Enrollment is falling short. The Obama administration projects that it will have roughly ten million people on the state and federal exchanges by the end of next year, a staggering climbdown from prior expectations. The Congressional Budget Office had predicted that there would be roughly 20 million enrollees. If the administration is to be believed, enrollment will only increase about another million next year from its current nine million and only sign up about a quarter of the eligible uninsured.
What’s Wrong with Obamacare? Premiums are rising. Not everywhere, but steeply in some states. Indiana is down 12 percent, but Minnesota is up 50 percent. Health-care expert Robert Laszewski points out that it is the insurers with the most enrollment and therefore the best information about actual enrollees who have tended to request the biggest increases — a sign that they don’t like what they’re seeing in their data.
Relatedly, the economics are shaky. According to a McKinsey & Co. analysis, last year health insurers lost $2.5 billion in the individual market that Obamacare remade.
Obamacare co-ops that were supposed to enhance choice and lower costs have been failing, and almost all of them are losing money, a victim of the absurd rules (no industry executives on their boards, no raising capital in public markets, etc.) imposed on them by the law.
The problem with Obamacare in a nutshell is that on one hand, by imposing motley regulations and mandates, it increases the price of health insurance, and on the other hand, by providing subsidies, it tries to hide the cost — but not enough.
According to an analysis of the health consultancy Avalere, the poor or near-poor have been signing up, but enrollment steeply drops off further up the income scale as the subsidies fall away. It found that three-fourths of uninsured people earning less than 150 percent of the federal poverty level got coverage through Medicaid or the exchanges, while a small fraction of the uninsured making more than 250 percent of the federal poverty level have enrolled.
For them, it’s just not a good deal. A study of the Obamacare exchanges by researchers at the Wharton School concluded that “even under the most optimistic assumptions, close to half of the formerly uninsured (especially those with higher incomes) experience both higher financial burden and lower estimated welfare.”
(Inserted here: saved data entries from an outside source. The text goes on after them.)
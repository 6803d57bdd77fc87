//! Lexer: character stream to token stream.
//!
//! Comments survive as tokens because the checker harvests `#include `
//! lines from them. Every token records the line it started on; that line
//! is the only position information the rest of the pipeline sees.

use gullian_diagnostic::{Diagnostic, Result};
use gullian_ir::{Keyword, Literal, Name, Punct, Token, TokenKind};

/// Tokenize a whole source file.
pub fn lex(source: &str, module: &str) -> Result<Vec<Token>> {
    Lexer::new(source, module).run()
}

struct Lexer<'src> {
    chars: Vec<char>,
    pos: usize,
    line: u32,
    module: &'src str,
}

impl<'src> Lexer<'src> {
    fn new(source: &str, module: &'src str) -> Self {
        Lexer {
            chars: source.chars().collect(),
            pos: 0,
            line: 1,
            module,
        }
    }

    #[inline]
    fn peek(&self) -> Option<char> {
        self.chars.get(self.pos).copied()
    }

    #[inline]
    fn peek_at(&self, offset: usize) -> Option<char> {
        self.chars.get(self.pos + offset).copied()
    }

    #[inline]
    fn bump(&mut self) -> Option<char> {
        let ch = self.peek()?;
        self.pos += 1;
        if ch == '\n' {
            self.line += 1;
        }
        Some(ch)
    }

    fn error(&self, message: impl Into<String>) -> Diagnostic {
        Diagnostic::syntax(message, self.line, self.module)
    }

    fn run(mut self) -> Result<Vec<Token>> {
        let mut tokens = Vec::new();

        while let Some(ch) = self.peek() {
            if ch == '\n' || ch == ' ' || ch == '\t' || ch == '\r' {
                self.bump();
                continue;
            }

            let line = self.line;
            let kind = if ch == '#' {
                self.bump();
                TokenKind::Comment(self.scan_comment())
            } else if ch.is_ascii_alphabetic() || ch == '_' {
                self.scan_word()
            } else if ch.is_ascii_digit() {
                self.scan_number()?
            } else if ch == '"' || ch == '\'' {
                self.bump();
                TokenKind::Literal(Literal::Str(self.scan_text(ch)?))
            } else {
                TokenKind::Punct(self.scan_punct()?)
            };

            tokens.push(Token { kind, line });
        }

        Ok(tokens)
    }

    fn scan_comment(&mut self) -> String {
        let mut text = String::new();
        while let Some(ch) = self.peek() {
            if ch == '\n' {
                break;
            }
            text.push(ch);
            self.pos += 1;
        }
        text.trim().to_string()
    }

    fn scan_word(&mut self) -> TokenKind {
        let line = self.line;
        let mut text = String::new();
        while let Some(ch) = self.peek() {
            if ch == '_' || ch.is_ascii_alphanumeric() {
                text.push(ch);
                self.pos += 1;
            } else {
                break;
            }
        }

        match text.as_str() {
            "true" => TokenKind::Literal(Literal::Bool(true)),
            "false" => TokenKind::Literal(Literal::Bool(false)),
            _ => match Keyword::from_str(&text) {
                Some(keyword) => TokenKind::Keyword(keyword),
                None => TokenKind::Name(Name::new(text, line)),
            },
        }
    }

    fn scan_number(&mut self) -> Result<TokenKind> {
        let mut text = String::new();
        while let Some(ch) = self.peek() {
            if ch.is_ascii_digit() {
                text.push(ch);
                self.pos += 1;
            } else {
                break;
            }
        }

        // A dot makes this a float literal only when a digit follows, so
        // `1.abs()` still reads as an int and an attribute.
        if self.peek() == Some('.') && self.peek_at(1).is_some_and(|ch| ch.is_ascii_digit()) {
            text.push('.');
            self.pos += 1;
            while let Some(ch) = self.peek() {
                if ch.is_ascii_digit() {
                    text.push(ch);
                    self.pos += 1;
                } else {
                    break;
                }
            }
            let value: f64 = text
                .parse()
                .map_err(|_| self.error(format!("invalid float literal '{text}'")))?;
            return Ok(TokenKind::Literal(Literal::Float(value)));
        }

        let value: i64 = text
            .parse()
            .map_err(|_| self.error(format!("invalid int literal '{text}'")))?;
        Ok(TokenKind::Literal(Literal::Int(value)))
    }

    fn scan_text(&mut self, quote: char) -> Result<String> {
        let mut value = String::new();
        loop {
            let Some(ch) = self.bump() else {
                return Err(self.error("unterminated text literal"));
            };
            if ch == quote {
                break;
            }
            if ch == '\\' {
                let Some(escaped) = self.bump() else {
                    return Err(self.error("unterminated escape in text literal"));
                };
                value.push(match escaped {
                    'n' => '\n',
                    't' => '\t',
                    'r' => '\r',
                    '0' => '\0',
                    other => other,
                });
                continue;
            }
            value.push(ch);
        }
        Ok(value)
    }

    fn scan_punct(&mut self) -> Result<Punct> {
        for &punct in Punct::ALL {
            let lexeme = punct.lexeme();
            if self.matches(lexeme) {
                self.pos += lexeme.chars().count();
                return Ok(punct);
            }
        }

        let found = self.peek().map(String::from).unwrap_or_default();
        Err(self.error(format!("invalid token '{found}'")))
    }

    fn matches(&self, lexeme: &str) -> bool {
        lexeme
            .chars()
            .enumerate()
            .all(|(i, ch)| self.peek_at(i) == Some(ch))
    }
}

#[cfg(test)]
mod tests {
    use super::*;
    use pretty_assertions::assert_eq;

    fn kinds(source: &str) -> Vec<TokenKind> {
        lex(source, "test")
            .expect("lexes")
            .into_iter()
            .map(|t| t.kind)
            .collect()
    }

    #[test]
    fn lexes_hello_world() {
        let tokens = lex(
            "extern fun puts(s: str): int\nfun main(): int { puts(\"hi\") return 0 }",
            "test",
        )
        .expect("lexes");

        assert!(tokens[0].is_keyword(Keyword::Extern));
        assert!(tokens[1].is_keyword(Keyword::Fun));
        assert_eq!(tokens[2].kind, TokenKind::Name(Name::new("puts", 1)));
        assert_eq!(tokens[2].line, 1);
        // `main` sits on line 2.
        let main = tokens
            .iter()
            .find(|t| matches!(&t.kind, TokenKind::Name(n) if *n == "main"))
            .expect("main token");
        assert_eq!(main.line, 2);
    }

    #[test]
    fn longest_match_operators() {
        assert_eq!(
            kinds("a >>= b >> c > d"),
            vec![
                TokenKind::Name(Name::new("a", 1)),
                TokenKind::Punct(Punct::ShrEqual),
                TokenKind::Name(Name::new("b", 1)),
                TokenKind::Punct(Punct::Shr),
                TokenKind::Name(Name::new("c", 1)),
                TokenKind::Punct(Punct::GreaterThan),
                TokenKind::Name(Name::new("d", 1)),
            ]
        );
    }

    #[test]
    fn numeric_literals() {
        assert_eq!(
            kinds("42 3.25"),
            vec![
                TokenKind::Literal(Literal::Int(42)),
                TokenKind::Literal(Literal::Float(3.25)),
            ]
        );
    }

    #[test]
    fn bool_words_are_literals() {
        assert_eq!(
            kinds("true false"),
            vec![
                TokenKind::Literal(Literal::Bool(true)),
                TokenKind::Literal(Literal::Bool(false)),
            ]
        );
    }

    #[test]
    fn text_literals_with_escapes() {
        assert_eq!(
            kinds(r#""a\nb" 'c'"#),
            vec![
                TokenKind::Literal(Literal::Str("a\nb".to_string())),
                TokenKind::Literal(Literal::Str("c".to_string())),
            ]
        );
    }

    #[test]
    fn comments_are_tokens() {
        assert_eq!(
            kinds("#include <math.h>\nlet x = 1"),
            vec![
                TokenKind::Comment("include <math.h>".to_string()),
                TokenKind::Keyword(Keyword::Let),
                TokenKind::Name(Name::new("x", 2)),
                TokenKind::Punct(Punct::Equal),
                TokenKind::Literal(Literal::Int(1)),
            ]
        );
    }

    #[test]
    fn invalid_token_is_a_syntax_error() {
        let err = lex("let x = @", "main").expect_err("rejects");
        assert_eq!(err.kind, gullian_diagnostic::ErrorKind::Syntax);
        assert_eq!(err.module, "main");
    }
}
Even the success that Obamacare has had enrolling people should come with an asterisk. The Department of Health and Human Services announced earlier this year that nearly 11 million people have signed up for public health insurance — Medicaid or the children’s health program, CHIP — since 2013. If Medicaid is better than nothing (although this is harder to prove than you might think), it is substandard coverage that locks the poor into second-class care with limited access to doctors.
If the goal was to expand this deeply flawed program, it could have been achieved without the expense, disruption, and economic irrationality of the rest of Obamacare. As Robert Laszewski points out, on the individual market, Obamacare is essentially a monopoly. It gives money to people to buy its product and through the individual mandate punishes those who don’t. And yet it is still having trouble making the sale.